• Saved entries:
==================================================
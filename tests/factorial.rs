use armlet::{machine::Machine, value::Value};

use slog::{o, Drain, Logger};
use slog_term::{FullFormat, TermDecorator};

fn compile_program() -> Machine {
    let source = include_str!("factorial.asm");

    let mut machine = Machine::new();

    machine
        .compile(source)
        .expect("could not compile the source code");

    machine
}

#[test]
fn test_factorial_compile() {
    let machine = compile_program();

    assert_eq!(machine.labels.get("fact"), Some(&4));
    assert_eq!(machine.memory.len(), 17);
    assert!(machine.comments.contains_key(&0));
}

#[test]
fn test_factorial_run() {
    let mut machine = compile_program();

    machine
        .run()
        .expect("an error occured while running the program");

    assert_eq!(machine.memory[0], Value::Number(720.0));
    assert!(machine.stack.is_empty());
    assert!(machine.calls.is_empty());
    assert!(machine.halted());
}

#[test]
fn test_factorial_stepwise() {
    let decorator = TermDecorator::new().build();
    let drain = FullFormat::new(decorator).build().fuse();
    let drain = slog_async::Async::new(drain).build().fuse();
    let logger = Logger::root(drain, o!());

    let source = include_str!("factorial.asm");

    let mut machine = Machine::with_logger(logger);

    machine
        .compile(source)
        .expect("could not compile the source code");

    let mut steps = 0;

    while !machine.halted() && steps < 1000 {
        machine.step().expect("error while executing the program");
        steps += 1;
    }

    assert!(machine.halted());
    assert_eq!(machine.memory[0], Value::Number(720.0));
}

#[test]
fn test_factorial_reset_keeps_memory() {
    let mut machine = compile_program();

    machine
        .run()
        .expect("an error occured while running the program");

    machine.reset();

    assert_eq!(machine.counter, 0);
    assert_eq!(machine.flag, None);
    assert_eq!(machine.memory[0], Value::Number(720.0));
}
==================================================
• EXERCISE: Nothing in the records may be left out; reproduce them exactly.

• ANSWER TO THIS TASK:
filename tests/factorial.rs
use armlet::{machine::Machine, value::Value};

use slog::{o, Drain, Logger};
use slog_term::{FullFormat, TermDecorator};

fn compile_program() -> Machine {
    let source = include_str!("factorial.asm");

    let mut machine = Machine::new();

    machine
        .compile(source)
        .expect("could not compile the source code");

    machine
}

#[test]
fn test_factorial_compile() {
    let machine = compile_program();

    assert_eq!(machine.labels.get("fact"), Some(&4));
    assert_eq!(machine.memory.len(), 17);
    assert!(machine.comments.contains_key(&0));
}

#[test]
fn test_factorial_run() {
    let mut machine = compile_program();

    machine
        .run()
        .expect("an error occured while running the program");

    assert_eq!(machine.memory[0], Value::Number(720.0));
    assert!(machine.stack.is_empty());
    assert!(machine.calls.is_empty());
    assert!(machine.halted());
}

#[test]
fn test_factorial_stepwise() {
    let decorator = TermDecorator::new().build();
    let drain = FullFormat::new(decorator).build().fuse();
    let drain = slog_async::Async::new(drain).build().fuse();
    let logger = Logger::root(drain, o!());

    let source = include_str!("factorial.asm");

    let mut machine = Machine::with_logger(logger);

    machine
        .compile(source)
        .expect("could not compile the source code");

    let mut steps = 0;

    while !machine.halted() && steps < 1000 {
        machine.step().expect("error while executing the program");
        steps += 1;
    }

    assert!(machine.halted());
    assert_eq!(machine.memory[0], Value::Number(720.0));
}

#[test]
fn test_factorial_reset_keeps_memory() {
    let mut machine = compile_program();

    machine
        .run()
        .expect("an error occured while running the program");

    machine.reset();

    assert_eq!(machine.counter, 0);
    assert_eq!(machine.flag, None);
    assert_eq!(machine.memory[0], Value::Number(720.0));
}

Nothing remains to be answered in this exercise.